J. Spencer Love (1896-1962), circa 1959. Image from the North Carolina Digital Collections.In 1923 J. Spencer Love founded a textile company located on the outskirts of Burlington. Love and his father contributed $50,000 worth of machinery from a previously owned mill and $200,000 from the sale of its real estate, while Burlington citizens subscribed to an additional $200,000 worth of stock in the new company. Early in 1924 construction began for the first mill, the Pioneer Plant, and for a village of 70 houses known as Piedmont Heights.

The success and rapid expansion of Burlington Industries is closely associated with rayon. Love's was one of the first American-owned mills to produce rayon, which saw spectacular growth in the post-World War I fashion revolution. Originally known as artificial silk, rayon was the only synthetic fiber then available.
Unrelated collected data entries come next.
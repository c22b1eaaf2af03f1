//! Integration tests for the request-facing bridge

mod common;

use async_trait::async_trait;
use clibridge::{
    BinaryResolver, BootstrapConfig, BootstrapError, Bridge, BridgeConfig, FixedBinary,
    SessionError, StartState,
};
use common::{SHM_CLI, wait_until_exited, write_cli};
use std::path::PathBuf;
use std::sync::Arc;
use std::time::{Duration, Instant};
use tempfile::TempDir;

/// Resolver that takes a while, like a first-time compile
struct SlowBinary {
    path: PathBuf,
    delay: Duration,
}

#[async_trait]
impl BinaryResolver for SlowBinary {
    async fn resolve(&self) -> Result<PathBuf, BootstrapError> {
        tokio::time::sleep(self.delay).await;
        Ok(self.path.clone())
    }
}

fn config(dir: &TempDir) -> BridgeConfig {
    BridgeConfig::new(BootstrapConfig::new(dir.path()))
        .with_startup_grace(Duration::from_millis(300))
        .with_command_timeout(Duration::from_secs(5))
}

#[tokio::test]
async fn test_start_locates_prebuilt_binary() {
    let dir = TempDir::new().unwrap();
    let binary = write_cli(dir.path(), "shm_cli", SHM_CLI)
        .canonicalize()
        .unwrap();
    let bridge = Bridge::new(config(&dir));

    let reply = bridge.start().await.unwrap();
    assert_eq!(reply.status, StartState::Started);
    assert_eq!(reply.binary, Some(binary));

    let reply = bridge.start().await.unwrap();
    assert_eq!(reply.status, StartState::AlreadyRunning);
    assert_eq!(reply.binary, None);
    assert_eq!(bridge.session().unwrap().stats().launches, 1);

    bridge.shutdown().await.unwrap();
}

#[tokio::test]
async fn test_command_round_trip() {
    let dir = TempDir::new().unwrap();
    let binary = write_cli(dir.path(), "fake_cli", SHM_CLI);
    let bridge = Bridge::with_resolver(config(&dir), Arc::new(FixedBinary(binary)));

    let before = bridge.command("alloc 10").await;
    assert!(!before.ok);
    assert_eq!(before.error.as_deref(), Some("CLI not started"));

    bridge.start().await.unwrap();

    let reply = bridge.command("  alloc 10\n").await;
    assert!(reply.ok, "{reply:?}");
    assert_eq!(reply.output.as_deref(), Some("ok addr=0x10\n> "));
    assert_eq!(reply.status_code(), 200);
    assert_eq!(
        serde_json::to_value(&reply).unwrap(),
        serde_json::json!({"ok": true, "output": "ok addr=0x10\n> "})
    );

    let empty = bridge.command("   ").await;
    assert!(!empty.ok);
    assert_eq!(empty.error.as_deref(), Some("cmd required"));
    assert_eq!(empty.status_code(), 400);

    // The banner was discarded by the first delivered command only.
    let stats = bridge.session().unwrap().stats();
    assert_eq!(stats.commands_sent, 1);
    assert_eq!(stats.discarded_stale_chunks, 2);
}

#[tokio::test]
async fn test_exited_child_reports_not_running_then_restarts() {
    let dir = TempDir::new().unwrap();
    let binary = write_cli(dir.path(), "fake_cli", SHM_CLI);
    let bridge = Bridge::with_resolver(config(&dir), Arc::new(FixedBinary(binary.clone())));

    bridge.start().await.unwrap();
    assert!(bridge.command("quit").await.ok);
    wait_until_exited(&bridge.session().unwrap()).await;

    let reply = bridge.command("alloc 1").await;
    assert!(!reply.ok);
    assert_eq!(
        reply.error.as_deref(),
        Some("CLI process is not running. Build and start the binary first.")
    );
    assert_eq!(reply.status_code(), 500);

    let restarted = bridge.start().await.unwrap();
    assert_eq!(restarted.status, StartState::Started);
    assert_eq!(restarted.binary, Some(binary));
    assert_eq!(
        bridge.command("alloc 1").await.output.as_deref(),
        Some("ok addr=0x1\n> ")
    );
}

#[tokio::test]
async fn test_bootstrap_failure_is_fatal() {
    let config = BridgeConfig::new(BootstrapConfig::new("/nonexistent/clibridge-root"));
    let bridge = Bridge::new(config);

    let err = bridge.start().await.unwrap_err();
    assert!(matches!(
        err,
        SessionError::Bootstrap(BootstrapError::MissingRoot(_))
    ));
    assert!(bridge.session().is_none());
    assert!(!bridge.command("show").await.ok);
}

#[tokio::test]
async fn test_relative_root_starts_and_answers() {
    let dir = tempfile::Builder::new()
        .prefix("clibridge-rel-")
        .tempdir_in(".")
        .unwrap();
    assert!(dir.path().is_relative());
    write_cli(dir.path(), "shm_cli", SHM_CLI);

    let bridge = Bridge::new(
        BridgeConfig::new(BootstrapConfig::new(dir.path()))
            .with_startup_grace(Duration::from_millis(300))
            .with_command_timeout(Duration::from_secs(5)),
    );

    let reply = bridge.start().await.unwrap();
    assert_eq!(reply.status, StartState::Started);
    assert!(reply.binary.unwrap().is_absolute());
    assert_eq!(
        bridge.command("alloc 5").await.output.as_deref(),
        Some("ok addr=0x5\n> ")
    );

    bridge.shutdown().await.unwrap();
}

#[tokio::test]
async fn test_commands_do_not_wait_for_a_slow_start() {
    let dir = TempDir::new().unwrap();
    let binary = write_cli(dir.path(), "fake_cli", SHM_CLI);
    let bridge = Arc::new(Bridge::with_resolver(
        config(&dir),
        Arc::new(SlowBinary {
            path: binary,
            delay: Duration::from_millis(800),
        }),
    ));

    let starting = {
        let bridge = Arc::clone(&bridge);
        tokio::spawn(async move { bridge.start().await })
    };
    tokio::time::sleep(Duration::from_millis(100)).await;

    let asked = Instant::now();
    let reply = bridge.command("alloc 1").await;
    assert!(asked.elapsed() < Duration::from_millis(300), "took {:?}", asked.elapsed());
    assert_eq!(reply.error.as_deref(), Some("CLI not started"));

    let started = starting.await.unwrap().unwrap();
    assert_eq!(started.status, StartState::Started);
    assert_eq!(
        bridge.command("alloc 1").await.output.as_deref(),
        Some("ok addr=0x1\n> ")
    );
}
//! Child process plumbing for clibridge
//!
//! Spawns an interactive child program with its standard input piped and its
//! standard output and standard error merged into a single readable pipe, so
//! that everything the child prints flows through one ordered byte stream.
//!
//! # Architecture
//!
//! - **ProcessConfig**: what to run, where, and with which environment
//! - **ProcessHandle**: the running child; line writes, liveness, termination

#![deny(unsafe_code)]
#![warn(missing_docs)]
//! - **OutputStream**: the receiving end of the merged stdout/stderr pipe
//! - **Error handling**: [`TransportError`] for spawn and pipe failures
//!
//! # Usage
//!
//! ```ignore
//! use clibridge_transport::{ProcessConfig, ProcessHandle};
//!
//! let config = ProcessConfig::new("./shm_cli").with_working_dir("/srv/shm");
//! let (mut handle, output) = ProcessHandle::spawn(&config).await?;
//! handle.write_line("show").await?;
//! ```

#[cfg(not(unix))]
compile_error!("clibridge-transport merges child output through a Unix pipe and requires a Unix target");

pub mod error;
pub mod process;

// Re-export commonly used types
pub use error::{Result, TransportError};
pub use process::{OutputStream, ProcessConfig, ProcessHandle};
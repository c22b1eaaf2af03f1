//! Managed interactive subprocess session
//!
//! A [`ProcessSession`] owns one child process, the background
//! [`OutputPump`](crate::pump::OutputPump) draining its output, and the queue
//! between them. Commands are serialized: each one discards stale output,
//! writes its line, and collects chunks until the prompt marker or its
//! deadline.
//!
//! # Module Organization
//!
//! - [`state`] - Session state, start status and diagnostics counters
//! - [`core`] - ProcessSession struct and lifecycle (new, start, shutdown)
//! - [`command`] - Command protocol (drain, write, collect)
//!
//! # Examples
//!
//! ```no_run
//! # use clibridge::{ProcessSession, SessionConfig};
//! # use std::time::Duration;
//! # async fn example() -> Result<(), Box<dyn std::error::Error>> {
//! let session = ProcessSession::new(SessionConfig::new("./shm_cli"));
//! session.start().await?;
//!
//! let output = session.send_command("alloc 1 128", Duration::from_millis(2500)).await?;
//! print!("{}", output);
//! # Ok(())
//! # }
//! ```

pub mod command;
pub mod core;
pub mod state;

// Re-export public types
pub use self::core::ProcessSession;
pub use self::state::{SessionState, SessionStats, StartStatus};
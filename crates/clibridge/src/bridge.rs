//! Request-handler facing API
//!
//! A [`Bridge`] is what a web handler holds: it creates the session lazily on
//! the first start request, validates command text, and turns outcomes into
//! serializable replies. A failed command (`ok: false`) stays distinguishable
//! from a command that timed out while the child is still running, which
//! replies `ok: true` with partial or empty output.

use crate::bootstrap::{BinaryResolver, Bootstrap};
use crate::config::BridgeConfig;
use crate::error::{Result, SessionError};
use crate::session::{ProcessSession, StartStatus};
use serde::Serialize;
use std::path::PathBuf;
use std::sync::Arc;
use tokio::sync::OnceCell;
use tracing::info;

/// Status reported by [`Bridge::start`]
#[derive(Debug, Clone, Copy, PartialEq, Eq, Serialize)]
#[serde(rename_all = "snake_case")]
pub enum StartState {
    /// A child was launched by this call
    Started,
    /// The session was already running
    AlreadyRunning,
}

/// Reply to a start request
#[derive(Debug, Clone, PartialEq, Eq, Serialize)]
pub struct StartReply {
    /// Whether this call launched the child
    pub status: StartState,

    /// Executable that was launched, when this call launched it
    #[serde(skip_serializing_if = "Option::is_none")]
    pub binary: Option<PathBuf>,
}

/// Reply to a command request
#[derive(Debug, Clone, PartialEq, Eq, Serialize)]
pub struct CommandReply {
    /// Whether the command was delivered
    pub ok: bool,

    /// Output collected for the command
    #[serde(skip_serializing_if = "Option::is_none")]
    pub output: Option<String>,

    /// Failure description
    #[serde(skip_serializing_if = "Option::is_none")]
    pub error: Option<String>,

    #[serde(skip)]
    status_code: u16,
}

impl CommandReply {
    fn success(output: String) -> Self {
        Self {
            ok: true,
            output: Some(output),
            error: None,
            status_code: 200,
        }
    }

    fn failure(err: &SessionError) -> Self {
        let status_code = match err {
            SessionError::NotStarted | SessionError::EmptyCommand => 400,
            _ => 500,
        };
        Self {
            ok: false,
            output: None,
            error: Some(err.to_string()),
            status_code,
        }
    }

    /// HTTP status a handler should answer with
    ///
    /// `400` for requests that can never succeed as sent, `500` for session
    /// failures, `200` otherwise.
    pub fn status_code(&self) -> u16 {
        self.status_code
    }
}

/// Lazily started, shareable front door to one session
pub struct Bridge {
    config: BridgeConfig,
    resolver: Arc<dyn BinaryResolver>,
    session: OnceCell<Arc<ProcessSession>>,
}

impl Bridge {
    /// Create a bridge that locates or builds the executable on first start
    pub fn new(config: BridgeConfig) -> Self {
        let resolver = Arc::new(Bootstrap::new(config.bootstrap.clone()));
        Self::with_resolver(config, resolver)
    }

    /// Create a bridge with a custom executable resolver
    pub fn with_resolver(config: BridgeConfig, resolver: Arc<dyn BinaryResolver>) -> Self {
        Self {
            config,
            resolver,
            session: OnceCell::new(),
        }
    }

    /// Start the session if it is not running
    ///
    /// The first call resolves the executable (a failure is fatal and
    /// surfaced as [`SessionError::Bootstrap`]), launches it and waits the
    /// start-up grace period so the banner is queued before any command.
    /// Later calls reply `already_running`; if the child has exited in the
    /// meantime it is relaunched and the reply is `started`.
    pub async fn start(&self) -> Result<StartReply> {
        // Concurrent first starts wait for one resolution; commands never wait.
        let session = self
            .session
            .get_or_try_init(|| async {
                let binary = self.resolver.resolve().await?;
                info!(binary = %binary.display(), "creating CLI session");
                Ok::<_, SessionError>(Arc::new(ProcessSession::new(
                    self.config.session_config(binary),
                )))
            })
            .await?;

        let status = session.start().await?;
        match status {
            StartStatus::Started { .. } => {
                tokio::time::sleep(self.config.startup_grace).await;
                Ok(StartReply {
                    status: StartState::Started,
                    binary: Some(session.config().program.clone()),
                })
            }
            StartStatus::AlreadyRunning { .. } => Ok(StartReply {
                status: StartState::AlreadyRunning,
                binary: None,
            }),
        }
    }

    /// Send command text, trimmed, to the session
    ///
    /// # Errors
    ///
    /// - [`SessionError::NotStarted`] before the first successful `start`
    /// - [`SessionError::EmptyCommand`] if the text is blank
    /// - any error from [`ProcessSession::send_command`]
    pub async fn try_command(&self, text: &str) -> Result<String> {
        let session = self.session.get().ok_or(SessionError::NotStarted)?;

        let command = text.trim();
        if command.is_empty() {
            return Err(SessionError::EmptyCommand);
        }

        session
            .send_command(command, self.config.command_timeout)
            .await
    }

    /// Send command text and wrap the outcome in a reply
    pub async fn command(&self, text: &str) -> CommandReply {
        match self.try_command(text).await {
            Ok(output) => CommandReply::success(output),
            Err(err) => CommandReply::failure(&err),
        }
    }

    /// The session, once created by [`start`](Self::start)
    pub fn session(&self) -> Option<Arc<ProcessSession>> {
        self.session.get().cloned()
    }

    /// Terminate the child, if any
    pub async fn shutdown(&self) -> Result<()> {
        if let Some(session) = self.session.get() {
            session.shutdown().await?;
        }
        Ok(())
    }
}

#[cfg(test)]
mod tests {
    use super::*;

    #[test]
    fn test_success_reply_json() {
        let reply = CommandReply::success("ok\n> ".to_string());
        let json = serde_json::to_value(&reply).unwrap();

        assert_eq!(json, serde_json::json!({"ok": true, "output": "ok\n> "}));
        assert_eq!(reply.status_code(), 200);
    }

    #[test]
    fn test_failure_reply_json() {
        let reply = CommandReply::failure(&SessionError::EmptyCommand);
        let json = serde_json::to_value(&reply).unwrap();

        assert_eq!(json, serde_json::json!({"ok": false, "error": "cmd required"}));
        assert_eq!(reply.status_code(), 400);

        let reply = CommandReply::failure(&SessionError::NotRunning);
        assert_eq!(reply.status_code(), 500);
    }

    #[test]
    fn test_start_reply_json() {
        let reply = StartReply {
            status: StartState::AlreadyRunning,
            binary: None,
        };
        assert_eq!(
            serde_json::to_value(&reply).unwrap(),
            serde_json::json!({"status": "already_running"})
        );

        let reply = StartReply {
            status: StartState::Started,
            binary: Some(PathBuf::from("/srv/shm/shm_cli")),
        };
        assert_eq!(
            serde_json::to_value(&reply).unwrap(),
            serde_json::json!({"status": "started", "binary": "/srv/shm/shm_cli"})
        );
    }

    #[tokio::test]
    async fn test_command_before_start() {
        let bridge = Bridge::new(BridgeConfig::default());
        let reply = bridge.command("show").await;

        assert!(!reply.ok);
        assert_eq!(reply.error.as_deref(), Some("CLI not started"));
        assert_eq!(reply.status_code(), 400);
    }
}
Rayon bedspreads, one of the earliest fruits of Love's experimentation with the new synthetic, became a huge seller. By 1928 four additional mills in the Piedmont Heights area and new wide Jacquard looms were producing rayon upholstery goods, draperies, bedspreads, and dress goods.

Inspectors examine newly woven fabric at the Burlington Industries mill in Mooresville, ca. 1960. North Carolina Collection, University of North Carolina at Chapel Hill Library.In 1929 Burlington Industries engaged its own selling agent in New York, thereby establishing more direct contact with its customers. With a commitment to the modernization of plants and machinery, the company expanded during the 1930s by acquiring mills that had been closed during the Depression. The corporate headquarters was moved to Greensboro in 1935, and two years later, following reorganization to consolidate the various associated companies, stock in Burlington Mills was listed on the New York Stock Exchange.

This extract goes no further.